New Microsoft Discovery Reveals Malware Targeting Cryptocurrency Wallets on Chrome

Microsoft's security team has recently uncovered a remote access trojan (RAT) targeting cryptocurrency wallets used in Google Chrome.

This malware, named StilachiRAT, was first identified last November and has since been found to steal sensitive data such as wallet credentials, passwords, and other private information stored in the browser.

The attack primarily affects users with specific cryptocurrency wallet extensions installed, including popular wallets like MetaMask, Trust Wallet, and Coinbase Wallet. StilachiRAT silently scans the device for these wallets, allowing the malware to access and exfiltrate crypto-related data once it’s deployed. Microsoft’s investigation revealed that the malware can even monitor clipboard activity, capturing private keys and other valuable data, as well as extract stored credentials from the Chrome local state file.

One of the concerning features of StilachiRAT is its ability to avoid detection. The malware uses various techniques, including erasing event logs and detecting if it’s being analyzed in a controlled environment like a sandbox. These evasion tactics make it particularly difficult to track and neutralize. While Microsoft hasn’t pinpointed the attackers behind this threat, the company has shared its findings in the hopes of reducing the number of victims and raising awareness.

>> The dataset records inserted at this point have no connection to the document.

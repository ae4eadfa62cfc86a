// fixtures.rs: provides commonly used test payloads/frames

use libpn532::protocol::Frame;

/// Decode a hex fixture; spaces are allowed for readability.
pub fn bytes(hex_str: &str) -> Vec<u8> {
    hex::decode(hex_str.replace(' ', "")).expect("valid hex fixture")
}

/// GetFirmwareVersion reply: PN532, v1.6, all card types
pub fn firmware_reply() -> Vec<u8> {
    bytes("03 32 01 06 07")
}

pub fn firmware_request_frame() -> Vec<u8> {
    bytes("00 00 ff 02 fe d4 02 2a 00")
}

pub fn sample_nfcid() -> Vec<u8> {
    vec![0x01, 0x02, 0x03, 0x04]
}

/// InListPassiveTarget reply with one ISO-DEP Type A target and ATS [0x75]
pub fn poll_a_reply() -> Vec<u8> {
    bytes("4b 01 01 00 04 20 04 01 02 03 04 02 75")
}

pub fn poll_a_empty_reply() -> Vec<u8> {
    bytes("4b 00")
}

pub fn sensb_res() -> Vec<u8> {
    bytes("50 a1 b2 c3 d4 00 00 00 00 00 71 85")
}

/// InListPassiveTarget reply with one Type B target and a 1-byte ATTRIB_RES
pub fn poll_b_list_reply() -> Vec<u8> {
    let mut v = bytes("4b 01 01");
    v.extend(sensb_res());
    v.extend(bytes("01 00"));
    v
}

pub fn response_frame(body: &[u8]) -> Vec<u8> {
    Frame::encode_response(body).expect("body fits a frame")
}
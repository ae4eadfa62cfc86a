#[path = "../common/mod.rs"]
mod common;

use libpn532::backend::NfcBackend;
use libpn532::card::{ExpectedApdu, Tag};

#[test]
fn select_and_read_through_backend() {
    let (mock, mut dev) = common::helpers::initialized_mock_device().unwrap();
    mock.borrow_mut().push_exchange(&common::fixtures::poll_a_reply());
    let target = dev.poll_a().found().unwrap();
    let tag = Tag::new(target);
    {
        let mut m = mock.borrow_mut();
        m.push_exchange(&[0x41, 0x00, 0x90, 0x00]);
        m.push_exchange(&[0x41, 0x00, 0xCA, 0xFE, 0x90, 0x00]);
    }

    let backend: &mut dyn NfcBackend = &mut dev;
    let ok = tag
        .transact(
            backend,
            &[
                vec![0x00, 0xA4, 0x04, 0x00, 0x02, 0xF0, 0x01],
                vec![0x00, 0xB0, 0x00, 0x00, 0x00],
            ],
            &[vec![0x90, 0x00].into(), ExpectedApdu::Any],
        )
        .unwrap();
    assert!(ok);
    assert_eq!(mock.borrow().command_count(0x40), 2);
}

#[test]
fn failed_exchange_stops_transaction() {
    let (mock, mut dev) = common::helpers::initialized_mock_device().unwrap();
    let tag = Tag::new(libpn532::TypeATarget {
        target_id: 1,
        sens_res: [0x00, 0x04],
        sel_res: 0x20,
        nfcid: common::fixtures::sample_nfcid(),
        ats: vec![],
    });
    // status 0x01: timeout on the RF side
    mock.borrow_mut().push_exchange(&[0x41, 0x01]);

    let ok = tag
        .transact(
            &mut dev,
            &[vec![0x00, 0xB0, 0x00, 0x00, 0x00], vec![0x00]],
            &[vec![0x90, 0x00].into(), ExpectedApdu::Any],
        )
        .unwrap();
    assert!(!ok);
    assert_eq!(mock.borrow().command_count(0x40), 1);
}
// libpn532-rs/libpn532/src/device/mod.rs
//! Driver instance: link handshake, caches, configuration and discovery.

pub mod builder;
pub mod cache;
mod discovery;
pub mod handle;
pub mod link;
pub mod modulation;
mod registers;
pub mod rf_config;

pub use builder::DeviceBuilder;
pub use cache::{RegisterCache, RfConfigCache, StateCache};
pub use handle::{Device, Initialized, Uninitialized};
pub use link::{Link, LinkState};
pub use modulation::{ModeRegisters, RawExchange};
pub use rf_config::timeout_index;
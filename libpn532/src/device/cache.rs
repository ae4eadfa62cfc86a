// libpn532-rs/libpn532/src/device/cache.rs
//! Write-elision caches owned by one driver session.

use std::collections::HashMap;
use std::hash::Hash;

use crate::protocol::{Register, RfConfigItem};

/// Last value known to be in the chip, per key. Trusted only by callers that
/// opt into caching; anything that changes chip state behind its back must
/// call [`StateCache::clear`].
#[derive(Debug, Clone)]
pub struct StateCache<K, V> {
    entries: HashMap<K, V>,
}

impl<K, V> Default for StateCache<K, V> {
    fn default() -> Self {
        Self {
            entries: HashMap::new(),
        }
    }
}

impl<K: Eq + Hash + Copy, V: Clone + PartialEq> StateCache<K, V> {
    /// Empty cache.
    pub fn new() -> Self {
        Self::default()
    }

    /// Cached value for `key`.
    pub fn get(&self, key: &K) -> Option<&V> {
        self.entries.get(key)
    }

    /// Cached values for every key, in order, or `None` if any is missing.
    pub fn lookup_all(&self, keys: &[K]) -> Option<Vec<V>> {
        keys.iter().map(|k| self.entries.get(k).cloned()).collect()
    }

    /// Pairs whose value differs from (or is absent in) the cache.
    pub fn changed(&self, pairs: &[(K, V)]) -> Vec<(K, V)> {
        pairs
            .iter()
            .filter(|(k, v)| self.entries.get(k) != Some(v))
            .cloned()
            .collect()
    }

    /// Record `value` as the chip's current value for `key`.
    pub fn store(&mut self, key: K, value: V) {
        self.entries.insert(key, value);
    }

    /// Record every pair.
    pub fn store_all(&mut self, pairs: &[(K, V)]) {
        for (k, v) in pairs {
            self.entries.insert(*k, v.clone());
        }
    }

    /// Forget everything.
    pub fn clear(&mut self) {
        self.entries.clear();
    }

    /// Number of cached keys.
    pub fn len(&self) -> usize {
        self.entries.len()
    }

    /// True when nothing is cached.
    pub fn is_empty(&self) -> bool {
        self.entries.is_empty()
    }
}

/// CIU register values by register.
pub type RegisterCache = StateCache<Register, u8>;
/// RFConfiguration data by item.
pub type RfConfigCache = StateCache<RfConfigItem, Vec<u8>>;
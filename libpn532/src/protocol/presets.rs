// libpn532-rs/libpn532/src/protocol/presets.rs
//! Analog register settings per modulation (UM0701-02, analog settings).
//!
//! Values were captured from the register changes the controller applies
//! itself during InListPassiveTarget for each target type. They must be
//! applied as-is before a raw exchange.

use crate::protocol::registers::Register::{self, *};
use crate::types::Modulation;

const TYPE_A: &[(Register, u8)] = &[
    (Control, 0b0001_0000),
    (TxControl, 0b1000_0011),
    (RxThreshold, 0b1000_0101),
    (Demod, 0b0100_1101),
    (GsNOff, 0b0110_1111),
    (TxBitPhase, 0b1000_0111),
    (RfCfg, 0b0101_1001),
    (GsNOn, 0b1111_0100),
    (CwGsP, 0b0011_1111),
    (ModGsP, 0b0001_0001),
];

const TYPE_B: &[(Register, u8)] = &[
    (Control, 0b0001_0000),
    (TxControl, 0b1000_0011),
    (RxThreshold, 0b1000_0101),
    (Demod, 0b0100_1101),
    (GsNOff, 0b0110_1111),
    (RfCfg, 0b0101_1001),
    (GsNOn, 0b1111_1111),
    (CwGsP, 0b0011_1111),
    (ModGsP, 0b0001_0111),
];

const TYPE_F: &[(Register, u8)] = &[
    (Control, 0b0001_0000),
    (TxControl, 0b1000_0011),
    (RxThreshold, 0b1000_0101),
    (Demod, 0b0100_0001),
    (GsNOff, 0b0110_1111),
    (TxBitPhase, 0b1000_1111),
    (RfCfg, 0b0110_1001),
    (GsNOn, 0b1111_1111),
    (CwGsP, 0b0011_1111),
    (ModGsP, 0b0001_0001),
];

/// Analog register values the RF front end needs for `modulation`.
pub fn analog_preset(modulation: Modulation) -> &'static [(Register, u8)] {
    match modulation {
        Modulation::TypeA => TYPE_A,
        Modulation::TypeB => TYPE_B,
        Modulation::TypeF => TYPE_F,
    }
}
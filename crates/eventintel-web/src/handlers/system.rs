//! Health check and the `/api/*` not-found fallback.

use axum::{http::Uri, Json};
use eventintel_common::HealthStatus;
use tracing::debug;

use crate::error::ApiError;

/// GET /api/health
pub async fn health() -> Json<HealthStatus> {
    Json(HealthStatus::healthy())
}

/// Any unmatched `/api/*` path. Kept out of the SPA fallback so API typos
/// surface as 404s instead of returning the entry document.
pub async fn api_not_found(uri: Uri) -> ApiError {
    debug!("No API route for {}", uri.path());
    ApiError::NotFound
}
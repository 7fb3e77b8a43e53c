//! HTTP handlers for all API routes.

pub mod attendees;
pub mod events;
pub mod system;
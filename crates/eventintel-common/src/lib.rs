//! eventintel-common — Shared types and errors used across all Event Intelligence crates.

pub mod error;
pub mod records;
pub mod requests;
pub mod envelope;

// Re-export commonly used types
pub use envelope::{AttendeesEnvelope, EventsEnvelope, HealthStatus, SERVICE_NAME};
pub use records::{AttendeeRecord, Category, EventRecord};
pub use requests::{DiscoverAttendeesRequest, DiscoverEventsRequest};
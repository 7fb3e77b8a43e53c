//! eventintel-web — HTTP service for the Event Intelligence Platform.
//! Provides:
//!   - JSON discovery endpoints for events and their social-media attendees
//!   - A health check
//!   - Static asset serving with a single-page-app fallback

pub mod error;
pub mod handlers;
pub mod router;
pub mod sources;
pub mod state;
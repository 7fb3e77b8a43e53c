//! Axum router — maps all URL paths to handlers.

use axum::{
    Router,
    routing::{any, get, post},
};
use tower_http::{
    services::{ServeDir, ServeFile},
    cors::CorsLayer,
    trace::TraceLayer,
    compression::CompressionLayer,
};
use std::sync::Arc;
use crate::state::{AppState, SharedState};
use crate::handlers::{
    attendees::discover_attendees,
    events::discover_events,
    system::{api_not_found, health},
};

/// Build and return the full Axum router.
pub fn build_router(state: AppState) -> Router {
    let frontend = state.frontend_dir.clone();
    let index = state.index_document();
    let shared: SharedState = Arc::new(state);

    let api = Router::new()
        .route("/health",             get(health))
        .route("/discover-events",    post(discover_events))
        .route("/discover-attendees", post(discover_attendees))
        .fallback(api_not_found);

    Router::new()
        .nest("/api", api)
        // The nest covers `/api` and `/api/{*rest}` but not the bare trailing slash
        .route("/api/", any(api_not_found))

        // Static files
        .nest_service("/static", ServeDir::new(&frontend))

        // Existing files are served as-is; everything else gets the SPA entry document
        .fallback_service(ServeDir::new(&frontend).fallback(ServeFile::new(index)))

        // Middleware
        .layer(CorsLayer::permissive())
        .layer(CompressionLayer::new())
        .layer(TraceLayer::new_for_http())
        .with_state(shared)
}
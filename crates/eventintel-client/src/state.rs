//! The single UI-state value owned by the controller.

use eventintel_common::{AttendeeRecord, AttendeesEnvelope, EventRecord, EventsEnvelope};

use crate::analytics::AttendeeAnalytics;
use crate::phase::PhaseNav;
use crate::selection::EventSelection;

/// Counters reported alongside a result list.
#[derive(Debug, Clone, Copy, PartialEq, Eq)]
pub struct ResultMeta {
    pub total: usize,
    pub api_calls_used: u32,
}

/// Result lists hold the latest successful response only; each success
/// replaces the list wholesale. `*_meta` is `None` until the first success,
/// which is also when the matching results panel becomes visible.
#[derive(Debug, Clone, Default)]
pub struct UiState {
    events: Vec<EventRecord>,
    events_meta: Option<ResultMeta>,
    attendees: Vec<AttendeeRecord>,
    attendees_meta: Option<ResultMeta>,
    pub selection: EventSelection,
    pub nav: PhaseNav,
}

impl UiState {
    pub fn events(&self) -> &[EventRecord] {
        &self.events
    }

    pub fn events_meta(&self) -> Option<ResultMeta> {
        self.events_meta
    }

    pub fn attendees(&self) -> &[AttendeeRecord] {
        &self.attendees
    }

    pub fn attendees_meta(&self) -> Option<ResultMeta> {
        self.attendees_meta
    }

    pub fn analytics(&self) -> AttendeeAnalytics {
        AttendeeAnalytics::from_attendees(&self.attendees)
    }

    /// Takes over a successful events envelope. The dropdown is rebuilt from
    /// the new list, so a dropdown choice that no longer exists is dropped.
    pub(crate) fn apply_events(&mut self, envelope: EventsEnvelope) {
        self.events_meta = Some(ResultMeta {
            total: envelope.total_events,
            api_calls_used: envelope.api_calls_used,
        });
        self.events = envelope.events;

        if let EventSelection::Dropdown(name) = &self.selection {
            if !self.events.iter().any(|e| &e.event_name == name) {
                self.selection = EventSelection::None;
            }
        }
    }

    pub(crate) fn apply_attendees(&mut self, envelope: AttendeesEnvelope) {
        self.attendees_meta = Some(ResultMeta {
            total: envelope.total_attendees,
            api_calls_used: envelope.api_calls_used,
        });
        self.attendees = envelope.attendees;
    }
}
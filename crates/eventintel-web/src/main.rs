//! Event Intelligence Web Server
//!
//! Run with: cargo run -p eventintel-web

use eventintel_config::{Config, SourceMode};
use tracing::{info, warn};
use tracing_subscriber::EnvFilter;

#[tokio::main]
async fn main() -> anyhow::Result<()> {
    // Initialise structured logging
    tracing_subscriber::fmt()
        .with_env_filter(
            EnvFilter::try_from_default_env()
                .unwrap_or_else(|_| EnvFilter::new("eventintel_web=debug,info")),
        )
        .init();

    info!("Starting Event Intelligence Web Server...");
    info!("Version: {}", env!("CARGO_PKG_VERSION"));

    let config = Config::load()?;
    match config.mode() {
        SourceMode::Mock => info!("API credentials incomplete; serving mock records"),
        SourceMode::Live => warn!("API credentials found but no live sources are built in; serving mock records"),
    }

    if !config.server.frontend_dir.join("index.html").is_file() {
        warn!(
            "No index.html under {}; the SPA fallback will return 404",
            config.server.frontend_dir.display()
        );
    }

    let state = eventintel_web::state::AppState::with_mock_sources(config.server.frontend_dir.clone());
    let app = eventintel_web::router::build_router(state);

    let listener = tokio::net::TcpListener::bind(&config.server.bind).await?;
    info!("Server listening on http://{}", config.server.bind);
    info!("   Frontend:  {}", config.server.frontend_dir.display());
    info!("   Health:    http://localhost:8000/api/health");

    axum::serve(listener, app).await?;

    Ok(())
}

The malware’s relatively limited distribution so far doesn’t lessen the threat it poses, as its stealth capabilities make it an ongoing concern for cryptocurrency users. Microsoft urges all internet users, especially those involved in cryptocurrency trading, to enhance their security measures. Employing antivirus programs and using cloud-based anti-malware solutions can help mitigate the risk of such targeted attacks. As cybercrime in the crypto space continues to grow, incidents like these highlight the importance of staying vigilant and proactive in safeguarding digital assets.